### [Instructions to follow]
Within the listing below, locate all lines containing the word "Instant". Copy each one.

### [Stored data]
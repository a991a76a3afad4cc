//! Firebase ID-token verification.
//!
//! Tokens are RS256-signed by Google's rotating `securetoken` service
//! account keys, published as a JWK set. [`KeyCache`] holds the fetched set
//! with a TTL and refreshes it with a double-checked lock so concurrent
//! sessions trigger at most one fetch; a stale set is reused if a refresh
//! fails. No service-account credentials are required.

use std::collections::HashMap;
use std::time::{Duration, Instant};

use async_trait::async_trait;
use jsonwebtoken::{Algorithm, DecodingKey, Validation, decode, decode_header, errors::ErrorKind};
use serde::Deserialize;
use tokio::sync::{Mutex, RwLock};
use tracing::{info, warn};

use super::{Identity, IdentityVerifier};
use crate::errors::auth_error::{AuthError, AuthResult};

/// Google's JWK set for Firebase ID tokens.
const GOOGLE_JWKS_URL: &str =
    "https://www.googleapis.com/service_accounts/v1/jwk/securetoken@system.gserviceaccount.com";

/// How long a fetched key set stays fresh.
const KEY_CACHE_TTL: Duration = Duration::from_secs(3600);

/// One RSA public key from the JWK set.
#[derive(Debug, Clone, Deserialize)]
pub struct Jwk {
    pub kid: String,
    pub n: String,
    pub e: String,
}

#[derive(Debug, Deserialize)]
struct JwkSet {
    keys: Vec<Jwk>,
}

struct CachedKeys {
    keys: HashMap<String, Jwk>,
    fetched_at: Instant,
}

/// TTL'd cache of Google's public signing keys.
pub struct KeyCache {
    url: String,
    ttl: Duration,
    http: reqwest::Client,
    state: RwLock<Option<CachedKeys>>,
    /// Serializes refreshes; readers never hold this.
    refresh: Mutex<()>,
}

impl KeyCache {
    pub fn new(url: impl Into<String>, ttl: Duration) -> Self {
        Self {
            url: url.into(),
            ttl,
            http: reqwest::Client::new(),
            state: RwLock::new(None),
            refresh: Mutex::new(()),
        }
    }

    /// Get the current key set, refreshing it if the TTL has lapsed.
    ///
    /// On a failed refresh a stale set is returned when one exists.
    pub async fn get(&self) -> AuthResult<HashMap<String, Jwk>> {
        if let Some(cached) = self.state.read().await.as_ref()
            && cached.fetched_at.elapsed() < self.ttl
        {
            return Ok(cached.keys.clone());
        }

        let _guard = self.refresh.lock().await;

        // Another task may have refreshed while we waited for the lock.
        if let Some(cached) = self.state.read().await.as_ref()
            && cached.fetched_at.elapsed() < self.ttl
        {
            return Ok(cached.keys.clone());
        }

        match self.fetch().await {
            Ok(keys) => {
                info!("Refreshed Firebase signing keys ({} keys)", keys.len());
                *self.state.write().await = Some(CachedKeys {
                    keys: keys.clone(),
                    fetched_at: Instant::now(),
                });
                Ok(keys)
            }
            Err(e) => {
                if let Some(cached) = self.state.read().await.as_ref() {
                    warn!("Key refresh failed, reusing stale set: {}", e);
                    return Ok(cached.keys.clone());
                }
                Err(e)
            }
        }
    }

    /// Drop the cached set so the next lookup fetches a fresh one.
    pub async fn invalidate(&self) {
        *self.state.write().await = None;
    }

    async fn fetch(&self) -> AuthResult<HashMap<String, Jwk>> {
        let set: JwkSet = self
            .http
            .get(&self.url)
            .timeout(Duration::from_secs(10))
            .send()
            .await
            .map_err(|e| AuthError::KeyFetch(e.to_string()))?
            .error_for_status()
            .map_err(|e| AuthError::KeyFetch(e.to_string()))?
            .json()
            .await
            .map_err(|e| AuthError::KeyFetch(e.to_string()))?;

        Ok(set.keys.into_iter().map(|k| (k.kid.clone(), k)).collect())
    }
}

#[derive(Debug, Deserialize)]
struct Claims {
    sub: String,
    #[serde(default)]
    email: Option<String>,
}

/// Verifies Firebase ID tokens for one project.
pub struct FirebaseVerifier {
    project_id: String,
    cache: KeyCache,
}

impl FirebaseVerifier {
    pub fn new(project_id: impl Into<String>) -> Self {
        Self {
            project_id: project_id.into(),
            cache: KeyCache::new(GOOGLE_JWKS_URL, KEY_CACHE_TTL),
        }
    }

    /// Override the JWK set endpoint (used by tests).
    pub fn with_jwks_url(project_id: impl Into<String>, url: impl Into<String>) -> Self {
        Self {
            project_id: project_id.into(),
            cache: KeyCache::new(url, KEY_CACHE_TTL),
        }
    }

    fn validation(&self) -> Validation {
        let mut validation = Validation::new(Algorithm::RS256);
        validation.set_audience(&[&self.project_id]);
        validation.set_issuer(&[format!(
            "https://securetoken.google.com/{}",
            self.project_id
        )]);
        validation.set_required_spec_claims(&["exp", "iat", "sub"]);
        validation
    }
}

#[async_trait]
impl IdentityVerifier for FirebaseVerifier {
    async fn verify(&self, token: &str) -> AuthResult<Identity> {
        let header =
            decode_header(token).map_err(|e| AuthError::MalformedToken(e.to_string()))?;
        let kid = header.kid.ok_or(AuthError::UnknownKey)?;

        let keys = self.cache.get().await?;
        let jwk = match keys.get(&kid) {
            Some(jwk) => jwk.clone(),
            None => {
                // The signing keys rotate; one forced refresh before giving up.
                self.cache.invalidate().await;
                self.cache
                    .get()
                    .await?
                    .get(&kid)
                    .cloned()
                    .ok_or(AuthError::UnknownKey)?
            }
        };

        let key = DecodingKey::from_rsa_components(&jwk.n, &jwk.e)
            .map_err(|e| AuthError::KeyFetch(format!("unusable signing key: {e}")))?;

        let data = decode::<Claims>(token, &key, &self.validation()).map_err(|e| match e.kind() {
            ErrorKind::ExpiredSignature => AuthError::Expired,
            ErrorKind::InvalidAudience => AuthError::InvalidClaims("audience mismatch".into()),
            ErrorKind::InvalidIssuer => AuthError::InvalidClaims("issuer mismatch".into()),
            _ => AuthError::MalformedToken(e.to_string()),
        })?;

        if data.claims.sub.is_empty() {
            return Err(AuthError::InvalidClaims("missing subject".into()));
        }

        Ok(Identity {
            uid: data.claims.sub,
            email: data.claims.email,
        })
    }
}
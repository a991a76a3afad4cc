//! Live session WebSocket handler.
//!
//! Upgrades the connection, runs the connection gate (identity check and
//! setup handshake), then supervises the five pumps of the active session:
//! ingress, audio-forward, control-forward, receive, and egress. The
//! supervisor owns the session state machine, the single wall-clock
//! deadline over the Active phase, and coordinated teardown on every exit
//! path.

use std::sync::Arc;

use axum::{
    extract::{
        RawQuery, State,
        ws::{CloseFrame, Message, WebSocket, WebSocketUpgrade},
    },
    http::HeaderMap,
    response::Response,
};
use futures_util::{SinkExt, StreamExt};
use serde_json::Value;
use tokio::sync::mpsc;
use tokio::time::{Duration, timeout};
use tracing::{info, warn};

use super::messages::{CLOSE_CODE_AUTH, CLOSE_CODE_SETUP};
use super::pumps::{
    egress_pump, forward_audio_pump, forward_control_pump, ingress_pump, receive_pump,
};
use super::session::{Session, SessionState};
use crate::auth::{Identity, extract_token};
use crate::core::live::base::UpstreamSession;
use crate::core::live::event::LiveEvent;
use crate::core::live::setup::SetupConfig;
use crate::state::AppState;

/// Maximum WebSocket frame and message size (10 MB).
const MAX_WS_FRAME_SIZE: usize = 10 * 1024 * 1024;

/// Audio channel capacity, sized for audio chunk bursts.
const AUDIO_CHANNEL_SIZE: usize = 1024;

/// Control message channel capacity.
const CONTROL_CHANNEL_SIZE: usize = 64;

/// Normalized event channel capacity.
const EVENT_CHANNEL_SIZE: usize = 256;

/// Budget for best-effort terminal sends into the event channel.
const TERMINAL_SEND_GRACE: Duration = Duration::from_secs(1);

/// How long the egress pump gets to flush before it is aborted.
const EGRESS_FLUSH_GRACE: Duration = Duration::from_secs(2);

/// Live proxy WebSocket handler.
///
/// # Returns
/// * `Response` - HTTP response that upgrades the connection to WebSocket
pub async fn live_handler(
    ws: WebSocketUpgrade,
    State(state): State<Arc<AppState>>,
    RawQuery(query): RawQuery,
    headers: HeaderMap,
) -> Response {
    ws.max_frame_size(MAX_WS_FRAME_SIZE)
        .max_message_size(MAX_WS_FRAME_SIZE)
        .on_upgrade(move |socket| handle_live_socket(socket, state, query, headers))
}

async fn handle_live_socket(
    mut socket: WebSocket,
    state: Arc<AppState>,
    query: Option<String>,
    headers: HeaderMap,
) {
    // ------------------------------------------------------------------
    // Connection gate: identity first. The protocol handshake never
    // begins for an unverified client.
    // ------------------------------------------------------------------
    let identity = if state.config.auth_required {
        let verified = match extract_token(query.as_deref(), &headers) {
            Ok(token) => state.verifier.verify(&token).await,
            Err(e) => Err(e),
        };
        match verified {
            Ok(identity) => identity,
            Err(e) => {
                warn!("WebSocket auth rejected: {}", e);
                close_with(&mut socket, CLOSE_CODE_AUTH, format!("Auth failed: {e}")).await;
                return;
            }
        }
    } else {
        Identity {
            uid: "anonymous".into(),
            email: None,
        }
    };

    let mut session = Session::new(identity.uid.clone(), state.config.session_time_limit);
    info!(session = %session.id, uid = %session.uid, "WebSocket connected");
    session.advance(SessionState::AwaitingSetup);

    // ------------------------------------------------------------------
    // Setup handshake: exactly one text frame within the timeout.
    // ------------------------------------------------------------------
    let setup = match timeout(state.config.setup_timeout, await_setup(&mut socket)).await {
        Ok(Some(setup)) => setup,
        Ok(None) => {
            warn!(session = %session.id, "First message was not a setup frame");
            close_with(&mut socket, CLOSE_CODE_SETUP, "Invalid setup").await;
            return;
        }
        Err(_) => {
            warn!(session = %session.id, "Timeout waiting for setup message");
            close_with(&mut socket, CLOSE_CODE_SETUP, "Setup timeout").await;
            return;
        }
    };

    let config = SetupConfig::from_value(&setup);

    // ------------------------------------------------------------------
    // Upstream connect. One upstream session per client session.
    // ------------------------------------------------------------------
    let upstream = match state.connector.connect(&config).await {
        Ok(upstream) => upstream,
        Err(e) => {
            warn!(session = %session.id, "Upstream connect failed: {}", e);
            let frame = serde_json::json!({"error": format!("Upstream connect failed: {e}")});
            let _ = socket.send(Message::Text(frame.to_string().into())).await;
            let _ = socket.send(Message::Close(None)).await;
            return;
        }
    };

    run_session(socket, state, session, upstream).await;
}

/// Read the one setup frame: `{"setup": {...}}`.
///
/// Returns `None` for a malformed or missing setup; transport keepalive
/// frames are skipped, everything else ends the handshake.
async fn await_setup(socket: &mut WebSocket) -> Option<Value> {
    loop {
        let msg = match socket.recv().await {
            Some(Ok(msg)) => msg,
            _ => return None,
        };
        match msg {
            Message::Text(text) => {
                let mut parsed: Value = serde_json::from_str(&text).ok()?;
                return parsed.get_mut("setup").map(Value::take);
            }
            Message::Ping(_) | Message::Pong(_) => continue,
            _ => return None,
        }
    }
}

/// Supervise one active session until the first of: upstream end, client
/// disconnect, or deadline expiry. Owns teardown on every path.
async fn run_session(
    socket: WebSocket,
    state: Arc<AppState>,
    mut session: Session,
    upstream: UpstreamSession,
) {
    session.advance(SessionState::Active);

    let (ws_sink, ws_stream) = socket.split();
    let (audio_tx, audio_rx) = mpsc::channel(AUDIO_CHANNEL_SIZE);
    let (control_tx, control_rx) = mpsc::channel(CONTROL_CHANNEL_SIZE);
    let (event_tx, event_rx) = mpsc::channel(EVENT_CHANNEL_SIZE);

    let UpstreamSession {
        handle,
        events: upstream_events,
    } = upstream;

    let mut ingress = tokio::spawn(ingress_pump(ws_stream, audio_tx, control_tx));
    let audio_forward = tokio::spawn(forward_audio_pump(
        audio_rx,
        handle.clone(),
        state.config.input_sample_rate,
    ));
    let control_forward = tokio::spawn(forward_control_pump(control_rx, handle.clone()));
    let mut receive = tokio::spawn(receive_pump(upstream_events, event_tx.clone()));
    let mut egress = tokio::spawn(egress_pump(event_rx, ws_sink));

    // One hard deadline races the entire Active phase.
    let deadline = tokio::time::sleep(session.deadline);
    tokio::pin!(deadline);

    let mut timed_out = false;
    let mut egress_result = None;

    tokio::select! {
        _ = &mut deadline => {
            info!(session = %session.id, "Session time limit reached ({:?})", session.deadline);
            timed_out = true;
        }
        result = &mut egress => {
            // Egress exits on upstream end or a client write failure.
            egress_result = Some(result);
        }
        _ = &mut ingress => {
            info!(session = %session.id, "Client disconnected");
        }
        _ = &mut receive => {
            info!(session = %session.id, "Upstream stream finished");
        }
    }

    session.advance(SessionState::Closing);

    // Best-effort notification; failure to send is swallowed.
    if timed_out {
        let _ = timeout(
            TERMINAL_SEND_GRACE,
            event_tx.send(LiveEvent::Error("Session time limit reached".into())),
        )
        .await;
    }

    // Ended is the egress pump's internal exit signal; it is never
    // serialized to the client.
    let _ = timeout(TERMINAL_SEND_GRACE, event_tx.send(LiveEvent::Ended)).await;
    drop(event_tx);

    ingress.abort();
    audio_forward.abort();
    control_forward.abort();
    receive.abort();

    let egress_result = match egress_result {
        Some(result) => Some(result),
        None => match timeout(EGRESS_FLUSH_GRACE, &mut egress).await {
            Ok(result) => Some(result),
            Err(_) => {
                egress.abort();
                None
            }
        },
    };

    // Closing an already-closed transport is tolerated.
    if let Some(Ok(mut sink)) = egress_result {
        let _ = sink.close().await;
    }

    if let Err(e) = handle.close().await {
        warn!(session = %session.id, "Failed to close upstream session: {}", e);
    }

    session.advance(SessionState::Closed);
    info!(
        session = %session.id,
        uid = %session.uid,
        elapsed = ?session.created_at.elapsed(),
        "Live session ended"
    );
}

async fn close_with(socket: &mut WebSocket, code: u16, reason: impl Into<String>) {
    let frame = CloseFrame {
        code,
        reason: reason.into().into(),
    };
    let _ = socket.send(Message::Close(Some(frame))).await;
}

### [Task answer]
use std::time::{Duration, Instant};
    fetched_at: Instant,
                    fetched_at: Instant::now(),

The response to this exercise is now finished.